Trump’s October 12, 2017 executive order took aim at reducing health care costs by rolling back several key Obama-era administrative rules implemented pursuant to the Affordable Care Act (“ACA”).

Most significantly, the executive order looks to expand access to association health plans (“AHPs”). AHPs are a type of group-purchasing agreement where small businesses with a “commonality of interest” combine to self-insure or negotiate better terms on health benefits, thereby providing members the same negotiating power as much larger employers. Additionally, membership in an AHP may allow a small business to be considered a “large employer” for purposes the ACA, thus allowing small employers to circumvent certain ACA requirements. The order directs the Department of Labor to formulate new rules broadening the definition of commonality of interest, including a rule mandating that small businesses with similar geographical locations meet the commonality requirement—even if the businesses are separated by state lines.

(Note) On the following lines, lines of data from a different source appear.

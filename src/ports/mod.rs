//! Ports - Interfaces for external dependencies.
//!
//! Following hexagonal architecture, ports define the contracts between
//! the domain and the outside world. Adapters implement these ports.

mod profile_store;

pub use profile_store::{ProfileRecord, ProfileStore, ProfileStoreError};
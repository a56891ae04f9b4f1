//! CompleteDimension - Command handler for recording an assessment result.
//!
//! The external responder hands back an opaque JSON payload; this handler
//! parses it into a typed [`DimensionResult`] at the boundary before
//! anything is persisted, so malformed output never reaches the store.

use std::sync::Arc;

use serde_json::Value;

use crate::domain::foundation::{Dimension, ProfileId};
use crate::domain::profile::{AssessmentProgress, DimensionResult, UserProfile};
use crate::ports::{ProfileStore, ProfileStoreError};

/// Command to record a completed dimension for a profile.
#[derive(Debug, Clone)]
pub struct CompleteDimensionCommand {
    pub profile_id: ProfileId,
    /// The dimension key as supplied by the caller, e.g. `"personality"`.
    pub dimension_key: String,
    /// The raw payload from the external responder.
    pub payload: Value,
}

/// Result of a dimension completion attempt.
#[derive(Debug, Clone)]
pub struct CompleteDimensionResult {
    pub profile: UserProfile,
    pub progress: AssessmentProgress,
}

/// Handler for completing dimensions.
pub struct CompleteDimensionHandler {
    store: Arc<dyn ProfileStore>,
}

impl CompleteDimensionHandler {
    pub fn new(store: Arc<dyn ProfileStore>) -> Self {
        Self { store }
    }

    pub async fn handle(
        &self,
        cmd: CompleteDimensionCommand,
    ) -> Result<CompleteDimensionResult, ProfileStoreError> {
        let dimension: Dimension = cmd.dimension_key.parse()?;
        let result = DimensionResult::from_value(&cmd.payload)?;

        let profile = self
            .store
            .complete_dimension(cmd.profile_id, dimension, result)
            .await?;
        let progress = AssessmentProgress::for_profile(&profile);

        tracing::debug!(
            profile_id = %profile.id(),
            dimension = dimension.key(),
            percentage = %progress.percentage(),
            "Recorded dimension completion"
        );

        Ok(CompleteDimensionResult { profile, progress })
    }
}
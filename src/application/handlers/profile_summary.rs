//! ProfileSummary - Query handler for a user's overall status.
//!
//! Combines identity, assessment progress, conversation statistics, and
//! simple next-step recommendations into one report for the chat layer.

use std::sync::Arc;

use crate::domain::foundation::{Dimension, ProfileId, Timestamp};
use crate::domain::profile::AssessmentProgress;
use crate::ports::{ProfileStore, ProfileStoreError};

/// Query for a profile's summary report.
#[derive(Debug, Clone)]
pub struct ProfileSummaryQuery {
    pub profile_id: ProfileId,
}

/// One completed dimension in the report.
#[derive(Debug, Clone, PartialEq, Eq)]
pub struct CompletedDimension {
    pub dimension: Dimension,
    pub summary: String,
    pub completed_at: Timestamp,
}

/// Aggregate statistics over a profile's sessions.
#[derive(Debug, Clone, PartialEq, Eq)]
pub struct ConversationStats {
    pub total_sessions: usize,
    pub total_turns: usize,
    pub last_activity: Option<Timestamp>,
}

/// The full summary report.
#[derive(Debug, Clone)]
pub struct ProfileSummary {
    pub profile_id: ProfileId,
    pub name: String,
    pub created_at: Timestamp,
    pub progress: AssessmentProgress,
    pub completed: Vec<CompletedDimension>,
    pub conversation: ConversationStats,
    pub recommendations: Vec<String>,
}

/// Handler for building profile summaries.
pub struct ProfileSummaryHandler {
    store: Arc<dyn ProfileStore>,
}

impl ProfileSummaryHandler {
    pub fn new(store: Arc<dyn ProfileStore>) -> Self {
        Self { store }
    }

    pub async fn handle(
        &self,
        query: ProfileSummaryQuery,
    ) -> Result<ProfileSummary, ProfileStoreError> {
        let profile = self.store.get_profile(query.profile_id).await?;
        let sessions = self.store.list_sessions(query.profile_id).await?;

        let progress = AssessmentProgress::for_profile(&profile);

        let completed = progress
            .completed()
            .iter()
            .filter_map(|dim| {
                profile.dimension(*dim).map(|result| CompletedDimension {
                    dimension: *dim,
                    summary: result.summary().to_string(),
                    completed_at: *result.completed_at(),
                })
            })
            .collect();

        let conversation = ConversationStats {
            total_sessions: sessions.len(),
            total_turns: sessions.iter().map(|s| s.len()).sum(),
            last_activity: sessions.iter().map(|s| *s.last_activity()).max(),
        };

        let recommendations = Self::recommendations(&progress);

        Ok(ProfileSummary {
            profile_id: profile.id(),
            name: profile.name().to_string(),
            created_at: *profile.created_at(),
            progress,
            completed,
            conversation,
            recommendations,
        })
    }

    fn recommendations(progress: &AssessmentProgress) -> Vec<String> {
        let remaining = progress.remaining();
        match remaining.len() {
            0 => vec![
                "Excellent! Your profile is complete. Ready for comprehensive career \
                 recommendations."
                    .to_string(),
                "Schedule a follow-up session to explore specific career paths in detail."
                    .to_string(),
            ],
            12 => vec![format!(
                "Begin your career assessment journey with the {} assessment",
                remaining[0].display_name()
            )],
            n if n > 6 => vec![format!(
                "Continue your assessment by completing: {}",
                remaining[0].display_name()
            )],
            _ => {
                let next_few: Vec<&str> = remaining
                    .iter()
                    .take(3)
                    .map(|d| d.display_name())
                    .collect();
                vec![format!(
                    "You're making great progress! Complete these remaining assessments: {}",
                    next_few.join(", ")
                )]
            }
        }
    }
}

#[cfg(test)]
mod tests {
    use super::*;
    use crate::adapters::InMemoryProfileStore;
    use crate::domain::conversation::ConversationTurn;
    use crate::domain::foundation::SessionId;
    use crate::domain::profile::DimensionResult;
    use serde_json::json;

    async fn store_with_profile() -> (Arc<InMemoryProfileStore>, ProfileId) {
        let store = Arc::new(InMemoryProfileStore::new());
        let profile = store.create_profile("Afrin").await.unwrap();
        (store, profile.id())
    }

    async fn complete(store: &InMemoryProfileStore, id: ProfileId, count: usize) {
        for dim in Dimension::all().iter().take(count) {
            store
                .complete_dimension(
                    id,
                    *dim,
                    DimensionResult::new("done", vec![], vec![], vec![], vec![]).unwrap(),
                )
                .await
                .unwrap();
        }
    }

    #[tokio::test]
    async fn summary_reports_identity_and_progress() {
        let (store, profile_id) = store_with_profile().await;
        complete(&store, profile_id, 3).await;
        let handler = ProfileSummaryHandler::new(store);

        let summary = handler
            .handle(ProfileSummaryQuery { profile_id })
            .await
            .unwrap();

        assert_eq!(summary.name, "Afrin");
        assert_eq!(summary.progress.percentage().value(), 25);
        assert_eq!(summary.completed.len(), 3);
        assert_eq!(summary.completed[0].dimension, Dimension::Personality);
    }

    #[tokio::test]
    async fn summary_counts_sessions_and_turns() {
        let (store, profile_id) = store_with_profile().await;
        let session = SessionId::default_session();
        for msg in ["A", "B", "C"] {
            store
                .append_turn(
                    profile_id,
                    &session,
                    ConversationTurn::new(msg, json!(null)).unwrap(),
                )
                .await
                .unwrap();
        }
        let handler = ProfileSummaryHandler::new(store);

        let summary = handler
            .handle(ProfileSummaryQuery { profile_id })
            .await
            .unwrap();

        assert_eq!(summary.conversation.total_sessions, 1);
        assert_eq!(summary.conversation.total_turns, 3);
        assert!(summary.conversation.last_activity.is_some());
    }

    #[tokio::test]
    async fn fresh_profile_is_pointed_at_the_first_dimension() {
        let (store, profile_id) = store_with_profile().await;
        let handler = ProfileSummaryHandler::new(store);

        let summary = handler
            .handle(ProfileSummaryQuery { profile_id })
            .await
            .unwrap();

        assert_eq!(summary.recommendations.len(), 1);
        assert!(summary.recommendations[0].contains("Personality"));
    }

    #[tokio::test]
    async fn nearly_done_profile_lists_remaining_assessments() {
        let (store, profile_id) = store_with_profile().await;
        complete(&store, profile_id, 9).await;
        let handler = ProfileSummaryHandler::new(store);

        let summary = handler
            .handle(ProfileSummaryQuery { profile_id })
            .await
            .unwrap();

        assert!(summary.recommendations[0].contains("great progress"));
        assert!(summary.recommendations[0].contains("Emotional Intelligence"));
    }

    #[tokio::test]
    async fn complete_profile_gets_wrap_up_recommendations() {
        let (store, profile_id) = store_with_profile().await;
        complete(&store, profile_id, 12).await;
        let handler = ProfileSummaryHandler::new(store);

        let summary = handler
            .handle(ProfileSummaryQuery { profile_id })
            .await
            .unwrap();

        assert_eq!(summary.recommendations.len(), 2);
        assert!(summary.recommendations[0].contains("complete"));
    }
}
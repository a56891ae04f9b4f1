//! Interview guides for each assessment dimension.
//!
//! Every dimension interview behaves the same way; only the framing
//! differs. The guides are therefore plain data in a static table
//! rather than types with behavior.

use std::collections::HashMap;

use once_cell::sync::Lazy;

use crate::domain::foundation::Dimension;

/// Static interview framing for one dimension.
#[derive(Debug, Clone)]
pub struct DimensionGuide {
    /// The dimension this guide covers.
    pub dimension: Dimension,
    /// What the interview is trying to learn.
    pub purpose: &'static str,
    /// The question that opens the interview.
    pub opening_question: &'static str,
    /// Follow-up probes the interviewer can draw on.
    pub probes: &'static [&'static str],
}

static GUIDES: Lazy<HashMap<Dimension, DimensionGuide>> = Lazy::new(|| {
    Dimension::all()
        .iter()
        .map(|dim| (*dim, build_guide(*dim)))
        .collect()
});

/// Returns the interview guide for a dimension.
pub fn guide_for(dimension: Dimension) -> &'static DimensionGuide {
    &GUIDES[&dimension]
}

fn build_guide(dimension: Dimension) -> DimensionGuide {
    match dimension {
        Dimension::Personality => DimensionGuide {
            dimension,
            purpose: "Uncover natural work style and behavioral preferences",
            opening_question: "When you're at your best at work or study, what does that \
                               usually look like: heads-down focus, collaborating with \
                               others, or switching between the two?",
            probes: &[
                "How do you usually react when plans change at the last minute?",
                "Do you recharge around people or on your own?",
                "What kind of feedback lands well with you?",
            ],
        },
        Dimension::Interests => DimensionGuide {
            dimension,
            purpose: "Surface the topics and activities that genuinely engage the user",
            opening_question: "What topics could you spend hours learning about without it \
                               feeling like work?",
            probes: &[
                "What do you read or watch in your free time that relates to work at all?",
                "Which parts of past roles or classes felt like play rather than work?",
                "What problems in the world do you catch yourself thinking about?",
            ],
        },
        Dimension::Aspirations => DimensionGuide {
            dimension,
            purpose: "Define the career vision and the lifestyle it should support",
            opening_question: "Picture your working life five years from now going well. \
                               What are you doing day to day?",
            probes: &[
                "What would make that future feel like success to you?",
                "Is there an impact you want your work to have on others?",
                "How does work-life balance figure into that picture?",
            ],
        },
        Dimension::Skills => DimensionGuide {
            dimension,
            purpose: "Inventory current abilities across technical and soft skills",
            opening_question: "What skills do people come to you for, at work or outside it?",
            probes: &[
                "Which tools or technologies are you most fluent with?",
                "What's a skill you've picked up recently, and how did you learn it?",
                "Where do you feel most out of your depth right now?",
            ],
        },
        Dimension::MotivationsValues => DimensionGuide {
            dimension,
            purpose: "Identify core values and the conditions that make work meaningful",
            opening_question: "Think of a time work felt genuinely worthwhile. What made it \
                               feel that way?",
            probes: &[
                "What would you refuse to compromise on in a job?",
                "Does recognition matter to you, and in what form?",
                "How much autonomy do you need to do your best work?",
            ],
        },
        Dimension::CognitiveAbilities => DimensionGuide {
            dimension,
            purpose: "Understand thinking style and problem-solving approach",
            opening_question: "When you face a hard, unfamiliar problem, what do you \
                               actually do first?",
            probes: &[
                "Do you prefer working from first principles or from examples?",
                "How do you keep track of complex information: notes, diagrams, memory?",
                "What kinds of puzzles or analyses come easily to you?",
            ],
        },
        Dimension::LearningPreferences => DimensionGuide {
            dimension,
            purpose: "Discover how the user learns and processes new material best",
            opening_question: "Think of something you learned quickly and well. How did you \
                               go about it?",
            probes: &[
                "Do you prefer structured courses or self-directed exploration?",
                "Do you learn better alone, with a partner, or in a group?",
                "What kind of feedback helps you improve fastest?",
            ],
        },
        Dimension::PhysicalContext => DimensionGuide {
            dimension,
            purpose: "Identify the ideal work setting and environmental conditions",
            opening_question: "Where do you do your best work: at home, in an office, \
                               outdoors, on the move?",
            probes: &[
                "How do you feel about travel as part of a job?",
                "Do you want work that keeps you physically active?",
                "What does your ideal workday rhythm look like?",
            ],
        },
        Dimension::StrengthsWeaknesses => DimensionGuide {
            dimension,
            purpose: "Map energizing strengths against draining growth areas",
            opening_question: "What kinds of tasks give you energy, and which ones reliably \
                               drain you?",
            probes: &[
                "What do you consider your greatest strengths?",
                "What activities put you in a flow state?",
                "Where would the people who know you best say you could grow?",
            ],
        },
        Dimension::EmotionalIntelligence => DimensionGuide {
            dimension,
            purpose: "Assess interpersonal awareness and emotional regulation",
            opening_question: "Tell me about a time you had to navigate a tense situation \
                               with someone. How did you handle it?",
            probes: &[
                "How do you usually notice you're stressed before others do?",
                "How do you approach giving difficult feedback?",
                "What role do you tend to play when a group is in conflict?",
            ],
        },
        Dimension::TrackRecord => DimensionGuide {
            dimension,
            purpose: "Review education, experience, and the patterns behind past successes",
            opening_question: "Walk me through the accomplishments you're proudest of so \
                               far. What did they have in common?",
            probes: &[
                "Which roles or projects taught you the most?",
                "Have you taken on leadership, formally or informally?",
                "What patterns do you notice across the work you've done well?",
            ],
        },
        Dimension::Constraints => DimensionGuide {
            dimension,
            purpose: "Identify practical factors that bound the realistic option set",
            opening_question: "What practical realities does your next career move need to \
                               respect: location, finances, family, health?",
            probes: &[
                "Are you able to relocate, or is geography fixed?",
                "What income level does your situation require?",
                "Are there time commitments a job would have to fit around?",
            ],
        },
    }
}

The order also seeks to increase the maximum duration of short-term limited duration insurance (“STLDI”) from three months to twelve months. STLDI policies, typically purchased by recent graduates or those between jobs, are not subject to certain ACA minimum coverage requirements, such as the ban on charging higher premiums to those with pre-existing conditions. The Obama administration had previously reduced the maximum duration of STLDI policies from twelve months to three months over concerns that carriers were issuing STLDI policies to avoid ACA requirements.

Finally, the order aims to afford employers the ability to use health reimbursement arrangements (“HRAs”) to fund employee health care expenses regardless of whether the expenses stem from policies that fall short of ACA requirements. HRAs are a type of health-benefit plan in which an employer reimburses employee out-of-pocket health care costs using tax-advantaged funds.

Importantly, the executive order seems unlikely to have any substantive impact in the next year, as the administrative rulemaking process will not be complete before the ACA’s open enrollment period begins November 1. Additional updates will follow as new details emerge regarding the rulemaking process.